Metadata Thesauri
Thesauri and Keywords
Thesauri (or thesauruses) are indexed determined collections of keywords. The use of a specific list of keywords to describe the characteristics of dataset facilitates in the first place its more efficient management, but more importantly allows its easier retrieval. The use of multiple similar words to define the same thematic characteristic generates non matching results while searching for data by themes. Data often is not retrieved by themes because the words describing the theme in the dataset and the word used for the search don’t match even if their meaning is extremely similar. thesauri contain a limited number of words that uniquely describe specific themes. A clarifying comparison is the similar problem that people might have while looking for information for a specific business on the yellow pages. People searching on yellow pages might experience some frustration searching for a specific business, because there are several similar words that can describe the same business and at the beginning it is unclear which one to use. Therefore often yellow pages have in their first pages a list of potential words for businesses that point to few keywords, under which all the business can be retrieved. The yellow pages are using a specific thesaurus of keywords, and potential users can more easily search it if they have available the list of keywords of the used thesaurus. By using keywords words from a thesaurus and letting know users that the specific thesaurus has been used, there is a higher chance that data can be retrieved. Thus ideally the thematic and geographic content of geospatial data sets should be consistently described using keywords of a thesaurus. The CSDGM “encourages” metadata creators to use theme keywords derived from a formally registered thesaurus or a similar authorative source of theme keywords. If no thesaurus is used, a “none” value can be entered.
Geographic Thesauri Links
Getty Thesaurus of Geographic Names
Excellent tool to collect several geographic keywords for a given location at different scale level (ex. populated place, district, province, country, continent). The Getty Thesaurus of Geographic names (TGN) is a structured vocabulary currently containing around 1,102,000 names of populated areas, political regions, infrastructure, hydrographic, hypsograpic and vegeatation sites around the globe. Linked to the place record are names in English and other languages, geographic coordinates, notes, sources for the data, and place types. The TGN describes also the broader context of the places represented as part/whole relationship within a hierarchy.
GEOnet Names Server
Very extensive collection of Geographic Keywords. The GEOnet Names Server (GNS) provides access to the National Geospatial-Intelligence Agency's (NGA) and the U.S. Board on Geographic Names' (US BGN) database of foreign geographic feature names. The database includes 4,000,000 locations around the globe of populated areas, political regions, infrastructure, hydrographic, hypsograpic and vegeatation sites with their geographic location.
Thematic Thesauri Links
GCMD - Science Keywords and Associated Directory Keywords
The GCMD Earth science Keywords has been developped and mantained by NASA to meet the needs of the Earth science community. These keywords are organized in a hierarchy constructed of TOPICs, TERMs, and VARIABLEs. This is one of the most commonly used thesaurus to document GIS resources related to Earth Science.

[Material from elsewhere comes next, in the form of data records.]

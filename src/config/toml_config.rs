use crate::config::FacadeConfig;
use crate::utils::error::{FacadeError, Result};
use regex::Regex;
use std::path::Path;

impl FacadeConfig {
    /// Loads a config file, expanding `${VAR}` references first.
    pub fn from_file<P: AsRef<Path>>(path: P) -> Result<Self> {
        let content = std::fs::read_to_string(&path).map_err(FacadeError::IoError)?;
        Self::from_toml_str(&content)
    }

    /// Parses TOML config text.
    pub fn from_toml_str(content: &str) -> Result<Self> {
        let processed_content = substitute_env_vars(content)?;

        toml::from_str(&processed_content).map_err(|e| FacadeError::ConfigError {
            message: format!("TOML parsing error: {}", e),
        })
    }
}

/// Expands `${VAR}` from the environment. Unset variables are left as written.
fn substitute_env_vars(content: &str) -> Result<String> {
    let re = Regex::new(r"\$\{([^}]+)\}")?;

    let result = re.replace_all(content, |caps: &regex::Captures| {
        let var_name = &caps[1];
        std::env::var(var_name).unwrap_or_else(|_| format!("${{{}}}", var_name))
    });

    Ok(result.to_string())
}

CIESIN - Indexing Vocabulary
The CIESIN Indexing Vocabulary was developed to index data resources and data sets related to human interactions in global change. Metadata records containing CIESIN Indexing Terms appear in the SEDAC Gateway and the Global Change Master Directory (GCMD). CIESIN Indexing Terms consist of a controlled thesaurus of socioeconomic and environmental parameters or indicators arranged according to nine Science Data Domains or "Topics".
CAB - The Thesaurus for the Applied Life Sciences
For indexing animal health and agricultural Internet sites.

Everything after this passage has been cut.